I certainly don’t want to make it seem like Below Deck is about making rich people look bad. It’s not. The guests, usually, don’t get any comeuppance for their foul behavior. At most, their trip will be cut short, but that is an incredibly rare occurrence, so rare as to have achieved mythic status. Usually, they get away with it, other than having their assholery digitized and broadcasted to millions of people. The confessionals are the only time the cast is really allowed to talk back to the guests. And they take advantage of it. Catering to every will and whim of the CEO of a roofing company sounds like its own hell, and the cast uses these moments to talk as much shit about the guests as they can get away with. The guests, for once, can’t do anything about it.
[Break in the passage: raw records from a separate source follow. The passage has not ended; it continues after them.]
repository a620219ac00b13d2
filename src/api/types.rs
use serde::Serialize;

/// Body of every failed request: `{"error": "<code>"}`.
#[derive(Debug, Serialize)]
pub struct ErrorResponse {
    pub error: String,
}

#[derive(Debug, Serialize)]
pub struct IdResponse {
    pub id: i32,
}

#[derive(Debug, Serialize)]
pub struct OkResponse {
    pub ok: bool,
}

impl OkResponse {
    pub const OK: Self = Self { ok: true };
}

#[derive(Debug, Serialize)]
pub struct StatusResponse {
    pub status: &'static str,
}

#[derive(Debug, Serialize)]
pub struct ApprovalResponse {
    pub status: &'static str,
    pub approved: bool,
}

#[derive(Debug, Serialize)]
pub struct UserDto {
    pub id: i32,
    pub username: String,
    pub role: crate::models::user::Role,
    pub approved: bool,
    pub created_at: String,
}

impl From<crate::models::user::User> for UserDto {
    fn from(user: crate::models::user::User) -> Self {
        Self {
            id: user.id,
            username: user.username,
            role: user.role,
            approved: user.approved,
            created_at: user.created_at,
        }
    }
}
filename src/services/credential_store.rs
//! The slice of user storage the auth gate depends on.

use async_trait::async_trait;

use crate::db::{InsertUserError, Store};
use crate::models::user::{UserCredentials, UserStatus};

#[async_trait]
pub trait CredentialStore: Send + Sync {
    async fn find_by_username(&self, username: &str) -> anyhow::Result<Option<UserCredentials>>;

    async fn find_role_and_approval(&self, username: &str) -> anyhow::Result<Option<UserStatus>>;

    /// The first account ever becomes an approved admin; later ones are
    /// unapproved users.
    async fn insert_with_auto_role(
        &self,
        username: &str,
        password_hash: &str,
    ) -> Result<UserStatus, InsertUserError>;
}

#[async_trait]
impl CredentialStore for Store {
    async fn find_by_username(&self, username: &str) -> anyhow::Result<Option<UserCredentials>> {
        self.find_user_credentials(username).await
    }

    async fn find_role_and_approval(&self, username: &str) -> anyhow::Result<Option<UserStatus>> {
        self.find_user_status(username).await
    }

    async fn insert_with_auto_role(
        &self,
        username: &str,
        password_hash: &str,
    ) -> Result<UserStatus, InsertUserError> {
        self.insert_user_with_auto_role(username, password_hash)
            .await
    }
}
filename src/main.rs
use telecombase::{Config, run};

#[global_allocator]
static GLOBAL: mimalloc::MiMalloc = mimalloc::MiMalloc;

fn main() -> anyhow::Result<()> {
    dotenvy::dotenv().ok();

    let config = Config::load()?;
    let worker_threads = config.general.worker_threads;

    let mut builder = tokio::runtime::Builder::new_multi_thread();
    builder.enable_all();

    if worker_threads > 0 {
        builder.worker_threads(worker_threads);
    }

    let runtime = builder.build()?;
    runtime.block_on(run())
}
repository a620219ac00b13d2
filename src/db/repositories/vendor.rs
use crate::entities::{prelude::*, vendors};
use crate::models::inventory::Vendor;
use anyhow::{Context, Result};
use sea_orm::{
    ColumnTrait, DatabaseConnection, EntityTrait, PaginatorTrait, QueryFilter, QueryOrder,
    QuerySelect, Set, sea_query::Expr,
};
use tracing::info;

/// Repository for vendor operations
pub struct VendorRepository {
    conn: DatabaseConnection,
}

impl VendorRepository {
    pub fn new(conn: DatabaseConnection) -> Self {
        Self { conn }
    }

    fn map_model(v: vendors::Model) -> Vendor {
        Vendor {
            id: v.id,
            name: v.name,
            country: v.country.unwrap_or_default(),
        }
    }

    pub async fn list(&self) -> Result<Vec<Vendor>> {
        let rows = Vendors::find()
            .order_by_asc(vendors::Column::Name)
            .all(&self.conn)
            .await
            .context("Failed to list vendors")?;

        Ok(rows.into_iter().map(Self::map_model).collect())
    }

    pub async fn create(&self, name: &str, country: Option<&str>) -> Result<i32> {
        let active_model = vendors::ActiveModel {
            name: Set(name.to_string()),
            country: Set(country.map(str::to_string)),
            ..Default::default()
        };

        let res = Vendors::insert(active_model).exec(&self.conn).await?;
        info!("Added vendor {}: {}", res.last_insert_id, name);
        Ok(res.last_insert_id)
    }

    pub async fn update(&self, id: i32, name: &str, country: Option<&str>) -> Result<bool> {
        let result = Vendors::update_many()
            .col_expr(vendors::Column::Name, Expr::value(name))
            .col_expr(
                vendors::Column::Country,
                Expr::value(country.map(str::to_string)),
            )
            .filter(vendors::Column::Id.eq(id))
            .exec(&self.conn)
            .await?;

        Ok(result.rows_affected > 0)
    }

    pub async fn delete(&self, id: i32) -> Result<bool> {
        let result = Vendors::delete_by_id(id).exec(&self.conn).await?;
        Ok(result.rows_affected > 0)
    }

    pub async fn count(&self) -> Result<u64> {
        Ok(Vendors::find().count(&self.conn).await?)
    }

    pub async fn first_id(&self) -> Result<Option<i32>> {
        let id = Vendors::find()
            .select_only()
            .column(vendors::Column::Id)
            .order_by_asc(vendors::Column::Id)
            .into_tuple::<i32>()
            .one(&self.conn)
            .await?;

        Ok(id)
    }
}
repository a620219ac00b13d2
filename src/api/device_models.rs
use axum::{
    Extension, Json,
    extract::{Path, State},
    http::StatusCode,
    response::IntoResponse,
};
use serde::Deserialize;
use std::sync::Arc;

use super::validation::{null_if_empty, parse_id, require_name, require_reference};
use super::{ApiError, ApiJson, AppState, IdResponse, OkResponse};
use crate::models::inventory::DeviceModel;
use crate::services::AuthUser;

#[derive(Debug, Default, Deserialize)]
#[serde(default, deny_unknown_fields)]
pub struct DeviceModelRequest {
    pub vendor_id: i32,
    pub name: String,
    pub device_type: Option<String>,
}

impl DeviceModelRequest {
    fn validated(&self) -> Result<(i32, &str), ApiError> {
        let vendor_id = require_reference(self.vendor_id, "vendor_required")?;
        let name = require_name(&self.name)?;
        Ok((vendor_id, name))
    }
}

pub async fn list_models(
    State(state): State<Arc<AppState>>,
) -> Result<Json<Vec<DeviceModel>>, ApiError> {
    let models = state.store().list_device_models().await?;
    Ok(Json(models))
}

pub async fn create_model(
    State(state): State<Arc<AppState>>,
    Extension(user): Extension<AuthUser>,
    ApiJson(payload): ApiJson<DeviceModelRequest>,
) -> Result<impl IntoResponse, ApiError> {
    user.require_admin()?;
    let (vendor_id, name) = payload.validated()?;

    let id = state
        .store()
        .create_device_model(vendor_id, name, null_if_empty(payload.device_type.as_deref()))
        .await
        .map_err(|e| ApiError::missing_reference(e, "vendor_not_found"))?;

    Ok((StatusCode::CREATED, Json(IdResponse { id })))
}

pub async fn update_model(
    State(state): State<Arc<AppState>>,
    Extension(user): Extension<AuthUser>,
    Path(id): Path<String>,
    ApiJson(payload): ApiJson<DeviceModelRequest>,
) -> Result<Json<IdResponse>, ApiError> {
    user.require_admin()?;
    let id = parse_id(&id)?;
    let (vendor_id, name) = payload.validated()?;

    let updated = state
        .store()
        .update_device_model(
            id,
            vendor_id,
            name,
            null_if_empty(payload.device_type.as_deref()),
        )
        .await
        .map_err(|e| ApiError::missing_reference(e, "vendor_not_found"))?;
    if !updated {
        return Err(ApiError::NotFound);
    }

    Ok(Json(IdResponse { id }))
}

pub async fn delete_model(
    State(state): State<Arc<AppState>>,
    Extension(user): Extension<AuthUser>,
    Path(id): Path<String>,
) -> Result<Json<OkResponse>, ApiError> {
    user.require_admin()?;
    let id = parse_id(&id)?;

    if !state.store().delete_device_model(id).await? {
        return Err(ApiError::NotFound);
    }

    Ok(Json(OkResponse::OK))
}
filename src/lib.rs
pub mod api;
pub mod cli;
pub mod config;
pub mod db;
pub mod entities;
pub mod models;
pub mod services;
pub mod state;

use std::sync::Arc;
use tokio::signal;

use anyhow::Context;
use clap::Parser;
use cli::{Cli, Commands, UserCommands};
pub use config::Config;
use state::SharedState;
use tracing::{error, info, warn};
use tracing_subscriber::EnvFilter;

pub async fn run() -> anyhow::Result<()> {
    let cli = Cli::parse();

    let config = Config::load()?;
    config.validate()?;

    init_tracing(&config)?;

    match cli.command.unwrap_or(Commands::Serve) {
        Commands::Serve => run_server(config).await,
        Commands::Migrate => cli::commands::cmd_migrate(&config).await,
        Commands::Seed => cli::commands::cmd_seed(&config).await,
        Commands::Users { command } => match command {
            UserCommands::List => cli::commands::cmd_users_list(&config).await,
            UserCommands::Approve { id } => cli::commands::cmd_users_approve(&config, id).await,
        },
    }
}

fn init_tracing(config: &Config) -> anyhow::Result<()> {
    use tracing_subscriber::{layer::SubscriberExt, util::SubscriberInitExt};

    let env_filter = EnvFilter::try_from_default_env()
        .unwrap_or_else(|_| EnvFilter::new(&config.general.log_level));

    let fmt_layer = tracing_subscriber::fmt::layer();

    let registry = tracing_subscriber::registry()
        .with(env_filter)
        .with(fmt_layer);

    if config.observability.loki_enabled {
        let url = url::Url::parse(&config.observability.loki_url).context("Invalid Loki URL")?;

        let (layer, task) = tracing_loki::builder()
            .label("app", "telecombase")?
            .extra_field("env", "production")?
            .build_url(url)?;

        tokio::spawn(task);

        registry.with(layer).init();
        info!(
            "Loki logging initialized at {}",
            config.observability.loki_url
        );
    } else {
        registry.init();
    }

    Ok(())
}

fn init_metrics(
    config: &Config,
) -> anyhow::Result<Option<metrics_exporter_prometheus::PrometheusHandle>> {
    if !config.observability.metrics_enabled {
        return Ok(None);
    }

    let handle = metrics_exporter_prometheus::PrometheusBuilder::new()
        .install_recorder()
        .context("Failed to install Prometheus recorder")?;
    info!("Prometheus metrics recorder initialized");
    Ok(Some(handle))
}

async fn run_server(config: Config) -> anyhow::Result<()> {
    info!(
        "Telecombase v{} starting...",
        env!("CARGO_PKG_VERSION")
    );

    let prometheus_handle = init_metrics(&config)?;

    let shared = Arc::new(SharedState::new(config.clone()).await?);

    if config.general.seed_demo
        && let Err(e) = db::seed::seed_if_empty(&shared.store).await
    {
        warn!("Demo seed failed: {:#}", e);
    }

    let api_state = api::create_app_state(shared, prometheus_handle);
    let app = api::router(api_state);

    let port = config.server.port;
    let addr = format!("0.0.0.0:{port}");
    let listener = tokio::net::TcpListener::bind(&addr)
        .await
        .with_context(|| format!("Failed to bind {addr}"))?;

    info!("🌐 Web Server running at http://{}", addr);

    if let Err(e) = axum::serve(listener, app)
        .with_graceful_shutdown(shutdown_signal())
        .await
    {
        error!("Web server error: {}", e);
        return Err(e.into());
    }

    info!("Server stopped");
    Ok(())
}

async fn shutdown_signal() {
    let ctrl_c = async {
        if let Err(e) = signal::ctrl_c().await {
            error!("Error listening for shutdown: {}", e);
        }
    };

    #[cfg(unix)]
    let terminate = async {
        match signal::unix::signal(signal::unix::SignalKind::terminate()) {
            Ok(mut stream) => {
                stream.recv().await;
            }
            Err(e) => {
                error!("Error installing SIGTERM handler: {}", e);
                std::future::pending::<()>().await;
            }
        }
    };

    #[cfg(not(unix))]
    let terminate = std::future::pending::<()>();

    tokio::select! {
        () = ctrl_c => {},
        () = terminate => {},
    }

    info!("Shutdown signal received");
}
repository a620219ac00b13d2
use sea_orm_migration::prelude::*;

mod m20240101_initial;

pub struct Migrator;

#[async_trait::async_trait]
impl MigratorTrait for Migrator {
    fn migrations() -> Vec<Box<dyn MigrationTrait>> {
        vec![Box::new(m20240101_initial::Migration)]
    }
}
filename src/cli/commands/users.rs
//! User administration command handlers

use crate::config::Config;
use crate::services::{SeaOrmUserService, UserAdminError, UserAdminService};
use crate::state::connect_store;

pub async fn cmd_users_list(config: &Config) -> anyhow::Result<()> {
    let store = connect_store(config).await?;
    let users = SeaOrmUserService::new(store).list_users().await?;

    if users.is_empty() {
        println!("No users yet. The first account to register becomes admin.");
        return Ok(());
    }

    println!("Users ({} total)", users.len());
    println!("{:-<70}", "");

    for user in users {
        let state = if user.approved { "approved" } else { "pending" };
        println!(
            "{:>4}  {:<32} {:<6} {:<9} {}",
            user.id, user.username, user.role, state, user.created_at
        );
    }

    Ok(())
}

pub async fn cmd_users_approve(config: &Config, id: i32) -> anyhow::Result<()> {
    let store = connect_store(config).await?;

    match SeaOrmUserService::new(store).approve(id).await {
        Ok(()) => {
            println!("✓ Approved user #{id}");
            Ok(())
        }
        Err(UserAdminError::NotFound) => {
            println!("User with ID {id} not found.");
            println!("Use 'telecombase users list' to see IDs");
            Ok(())
        }
        Err(e) => Err(e.into()),
    }
}
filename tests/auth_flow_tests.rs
//! Integration tests for registration, login and the bearer-token gate.

mod common;

use axum::{
    body::Body,
    http::{Request, StatusCode, header},
};
use common::{error_code, spawn_app};
use serde_json::json;

#[tokio::test]
async fn test_first_user_becomes_admin() {
    let app = spawn_app().await;

    let (status, body) = app.register("  alice ", "password123").await;
    assert_eq!(status, StatusCode::CREATED);
    assert_eq!(body.as_object().unwrap().len(), 3, "{body}");
    assert_eq!(body["username"], "alice");
    assert_eq!(body["role"], "admin");

    let token = body["token"].as_str().unwrap();
    assert_eq!(token.split('.').count(), 3);

    let (status, me) = app.send("GET", "/auth/me", Some(token), None).await;
    assert_eq!(status, StatusCode::OK);
    assert_eq!(me["username"], "alice");
    assert_eq!(me["role"], "admin");
}

#[tokio::test]
async fn test_second_user_waits_for_approval() {
    let app = spawn_app().await;
    let admin = app.admin_token().await;

    let (status, body) = app.register("bob", "password123").await;
    assert_eq!(status, StatusCode::FORBIDDEN);
    assert_eq!(body, json!({ "error": "account_pending_approval" }));

    let (status, body) = app.login("bob", "password123").await;
    assert_eq!(status, StatusCode::FORBIDDEN);
    assert_eq!(error_code(&body), "account_pending_approval");

    let (_, pending) = app.send("GET", "/users/pending", Some(&admin), None).await;
    let pending = pending.as_array().unwrap();
    assert_eq!(pending.len(), 1);
    assert_eq!(pending[0]["username"], "bob");
    assert_eq!(pending[0]["role"], "user");
    assert_eq!(pending[0]["approved"], false);

    let bob_id = app.user_id(&admin, "bob").await;
    let (status, body) = app
        .send("POST", &format!("/users/{bob_id}/approve"), Some(&admin), None)
        .await;
    assert_eq!(status, StatusCode::OK);
    assert_eq!(body["status"], "approved");

    let (status, body) = app.login("bob", "password123").await;
    assert_eq!(status, StatusCode::OK);
    assert_eq!(body["role"], "user");
}

#[tokio::test]
async fn test_registration_validation() {
    let app = spawn_app().await;

    let cases = [
        ("   ", "password123", "username_required"),
        ("ab", "password123", "username_length_invalid"),
        ("alice", "short", "password_length_invalid"),
    ];
    for (username, password, code) in cases {
        let (status, body) = app.register(username, password).await;
        assert_eq!(status, StatusCode::BAD_REQUEST, "{username:?}");
        assert_eq!(error_code(&body), code);
    }

    app.admin_token().await;
    let (status, body) = app.register("alice", "password456").await;
    assert_eq!(status, StatusCode::CONFLICT);
    assert_eq!(error_code(&body), "username_taken");
}

#[tokio::test]
async fn test_login_failures() {
    let app = spawn_app().await;
    app.admin_token().await;

    let (status, wrong_password) = app.login("alice", "password124").await;
    assert_eq!(status, StatusCode::UNAUTHORIZED);

    let (status, unknown_user) = app.login("mallory", "password123").await;
    assert_eq!(status, StatusCode::UNAUTHORIZED);

    assert_eq!(wrong_password, unknown_user);
    assert_eq!(error_code(&unknown_user), "invalid_credentials");

    let (status, body) = app.login("", "password123").await;
    assert_eq!(status, StatusCode::BAD_REQUEST);
    assert_eq!(error_code(&body), "username_and_password_required");
}

#[tokio::test]
async fn test_malformed_bodies_are_invalid_json() {
    let app = spawn_app().await;

    let request = Request::builder()
        .method("POST")
        .uri("/auth/register")
        .header(header::CONTENT_TYPE, "application/json")
        .body(Body::from("{\"username\": "))
        .unwrap();
    let (status, body) = app.send_request(request).await;
    assert_eq!(status, StatusCode::BAD_REQUEST);
    assert_eq!(error_code(&body), "invalid_json");

    let (status, body) = app
        .send(
            "POST",
            "/auth/login",
            None,
            Some(json!({ "username": "alice", "password": "password123", "remember": true })),
        )
        .await;
    assert_eq!(status, StatusCode::BAD_REQUEST);
    assert_eq!(error_code(&body), "invalid_json");
}

#[tokio::test]
async fn test_protected_routes_require_bearer_token() {
    let app = spawn_app().await;
    app.admin_token().await;

    let (status, body) = app.send("GET", "/vendors", None, None).await;
    assert_eq!(status, StatusCode::UNAUTHORIZED);
    assert_eq!(error_code(&body), "missing_authorization");

    let request = Request::builder()
        .uri("/vendors")
        .header(header::AUTHORIZATION, "Basic YWxpY2U6cHc=")
        .body(Body::empty())
        .unwrap();
    let (status, body) = app.send_request(request).await;
    assert_eq!(status, StatusCode::UNAUTHORIZED);
    assert_eq!(error_code(&body), "invalid_authorization");

    let request = Request::builder()
        .uri("/vendors")
        .header(header::AUTHORIZATION, "Bearer   ")
        .body(Body::empty())
        .unwrap();
    let (status, body) = app.send_request(request).await;
    assert_eq!(status, StatusCode::UNAUTHORIZED);
    assert_eq!(error_code(&body), "invalid_authorization");

    let (status, body) = app
        .send("GET", "/vendors", Some("not.a.token"), None)
        .await;
    assert_eq!(status, StatusCode::UNAUTHORIZED);
    assert_eq!(error_code(&body), "invalid_token");
}

#[tokio::test]
async fn test_token_tracks_live_account_state() {
    let app = spawn_app().await;
    let admin = app.admin_token().await;
    let bob = app.approved_user_token(&admin, "bob").await;
    let bob_id = app.user_id(&admin, "bob").await;

    let (status, _) = app.send("GET", "/devices", Some(&bob), None).await;
    assert_eq!(status, StatusCode::OK);

    let (status, body) = app
        .send(
            "PUT",
            &format!("/users/{bob_id}/approval"),
            Some(&admin),
            Some(json!({ "approved": false })),
        )
        .await;
    assert_eq!(status, StatusCode::OK);
    assert_eq!(body["status"], "ok");
    assert_eq!(body["approved"], false);

    let (status, body) = app.send("GET", "/devices", Some(&bob), None).await;
    assert_eq!(status, StatusCode::FORBIDDEN);
    assert_eq!(error_code(&body), "account_pending_approval");

    let (status, body) = app
        .send("DELETE", &format!("/users/{bob_id}"), Some(&admin), None)
        .await;
    assert_eq!(status, StatusCode::OK);
    assert_eq!(body["status"], "deleted");

    let (status, body) = app.send("GET", "/devices", Some(&bob), None).await;
    assert_eq!(status, StatusCode::UNAUTHORIZED);
    assert_eq!(error_code(&body), "invalid_token");
}

#[tokio::test]
async fn test_user_administration_rules() {
    let app = spawn_app().await;
    let admin = app.admin_token().await;
    let bob = app.approved_user_token(&admin, "bob").await;
    let alice_id = app.user_id(&admin, "alice").await;

    let (status, body) = app.send("GET", "/users", Some(&bob), None).await;
    assert_eq!(status, StatusCode::FORBIDDEN);
    assert_eq!(error_code(&body), "forbidden");

    let (status, body) = app
        .send(
            "PUT",
            &format!("/users/{alice_id}/approval"),
            Some(&admin),
            Some(json!({ "approved": false })),
        )
        .await;
    assert_eq!(status, StatusCode::BAD_REQUEST);
    assert_eq!(error_code(&body), "cannot_disable_admin");

    let (status, body) = app
        .send("DELETE", &format!("/users/{alice_id}"), Some(&admin), None)
        .await;
    assert_eq!(status, StatusCode::BAD_REQUEST);
    assert_eq!(error_code(&body), "cannot_delete_self");

    let (status, body) = app
        .send("POST", "/users/9999/approve", Some(&admin), None)
        .await;
    assert_eq!(status, StatusCode::NOT_FOUND);
    assert_eq!(error_code(&body), "not_found");

    let (status, body) = app
        .send("POST", "/users/abc/approve", Some(&admin), None)
        .await;
    assert_eq!(status, StatusCode::BAD_REQUEST);
    assert_eq!(error_code(&body), "invalid_id");
}

#[tokio::test]
async fn test_health_is_public() {
    let app = spawn_app().await;

    let (status, body) = app.send("GET", "/health", None, None).await;
    assert_eq!(status, StatusCode::OK);
    assert_eq!(body, json!({ "status": "ok" }));
}

#[tokio::test]
async fn test_health_reports_unavailable_database() {
    let app = spawn_app().await;
    app.state.store().conn.clone().close().await.unwrap();

    let (status, body) = app.send("GET", "/health", None, None).await;
    assert_eq!(status, StatusCode::SERVICE_UNAVAILABLE);
    assert_eq!(body, json!({ "status": "db_unavailable" }));
}
use crate::db::queries::{self, QueryCatalog};
use crate::entities::{device_models, prelude::*};
use crate::models::inventory::DeviceModel;
use anyhow::{Context, Result};
use sea_orm::{
    ColumnTrait, ConnectionTrait, DatabaseConnection, EntityTrait, FromQueryResult,
    PaginatorTrait, QueryFilter, Set, Statement, sea_query::Expr,
};
use std::sync::Arc;
use tracing::info;

#[derive(Debug, FromQueryResult)]
struct DeviceModelRow {
    id: i32,
    vendor_id: i32,
    vendor_name: String,
    name: String,
    device_type: String,
}

/// Repository for device model operations
pub struct DeviceModelRepository {
    conn: DatabaseConnection,
    queries: Arc<QueryCatalog>,
}

impl DeviceModelRepository {
    pub fn new(conn: DatabaseConnection, queries: Arc<QueryCatalog>) -> Self {
        Self { conn, queries }
    }

    /// All models with their vendor name, ordered by vendor then model name
    pub async fn list(&self) -> Result<Vec<DeviceModel>> {
        let stmt = Statement::from_string(
            self.conn.get_database_backend(),
            self.queries.get(queries::LIST_MODELS)?,
        );

        let rows = DeviceModelRow::find_by_statement(stmt)
            .all(&self.conn)
            .await
            .context("Failed to list device models")?;

        Ok(rows
            .into_iter()
            .map(|r| DeviceModel {
                id: r.id,
                vendor_id: r.vendor_id,
                vendor_name: r.vendor_name,
                name: r.name,
                device_type: r.device_type,
            })
            .collect())
    }

    pub async fn create(
        &self,
        vendor_id: i32,
        name: &str,
        device_type: Option<&str>,
    ) -> Result<i32> {
        let active_model = device_models::ActiveModel {
            vendor_id: Set(vendor_id),
            name: Set(name.to_string()),
            device_type: Set(device_type.map(str::to_string)),
            ..Default::default()
        };

        let res = DeviceModels::insert(active_model).exec(&self.conn).await?;
        info!(
            "Added device model {} for vendor {}: {}",
            res.last_insert_id, vendor_id, name
        );
        Ok(res.last_insert_id)
    }

    pub async fn update(
        &self,
        id: i32,
        vendor_id: i32,
        name: &str,
        device_type: Option<&str>,
    ) -> Result<bool> {
        let result = DeviceModels::update_many()
            .col_expr(device_models::Column::VendorId, Expr::value(vendor_id))
            .col_expr(device_models::Column::Name, Expr::value(name))
            .col_expr(
                device_models::Column::DeviceType,
                Expr::value(device_type.map(str::to_string)),
            )
            .filter(device_models::Column::Id.eq(id))
            .exec(&self.conn)
            .await?;

        Ok(result.rows_affected > 0)
    }

    pub async fn delete(&self, id: i32) -> Result<bool> {
        let result = DeviceModels::delete_by_id(id).exec(&self.conn).await?;
        Ok(result.rows_affected > 0)
    }

    pub async fn count(&self) -> Result<u64> {
        Ok(DeviceModels::find().count(&self.conn).await?)
    }

    pub async fn exists(&self, id: i32) -> Result<bool> {
        let count = DeviceModels::find()
            .filter(device_models::Column::Id.eq(id))
            .count(&self.conn)
            .await?;
        Ok(count > 0)
    }
}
No, the genius of the show is that the producers don’t really have to do anything to make the guests seem like entitled crybabies. Other reality shows like Real Housewives or Keeping Up With The Kardashians find their drama in the personal battles between rich people. Below Deck doesn’t do this. The boat guests are secondary players at most. Their names are given in one episode and forgotten by the next. They are referred to as “the primary,” or “the drunk one.” Background players who seem to be mostly unaware of how they look. It is these glimpses at the unadorned assholerly of the rich make Below Deck worth watching.
An example. A few seasons ago, the yacht was chartered by some guy who made a couple million trading penny stocks chartered the boat for a three-day trip. He brought some of his cronies and his girlfriend along. He immediately complained that the WiFi on a boat in the middle of the ocean was too slow. He and his trading buddies then proceeded to spend most of their trip on their laptops being assholes to the crew. In one instance the guy who paid for the trip, “the primary,” in show parlance, wanted a fancy modernist gastronomic meal for him and his girlfriend. The chef provided. However, the girlfriend apparently just wanted like a quesadilla. This, naturally, was not explained to the chef, and it caused a big to do. At the end of their trip, this penny stock asshole, takes out a big chunk of cash that was supposed to be the tip, and IN FRONT OF THE CAPTAIN starts removing money from the pile for each supposed indignity he had to suffer. With absolutely no shame. The crew and captain have a blast absolutely ripping into this guy in their follow-up interviews. Some of the best TV I’ve ever seen in my life.
I guess I could go into the psychology or politics of watching rich dicks getting played, or why I enjoy seeing people reveal themselves as assholes on TV, but this piece is already too long. So I’ll just leave this here, and tell you to watch Below Deck.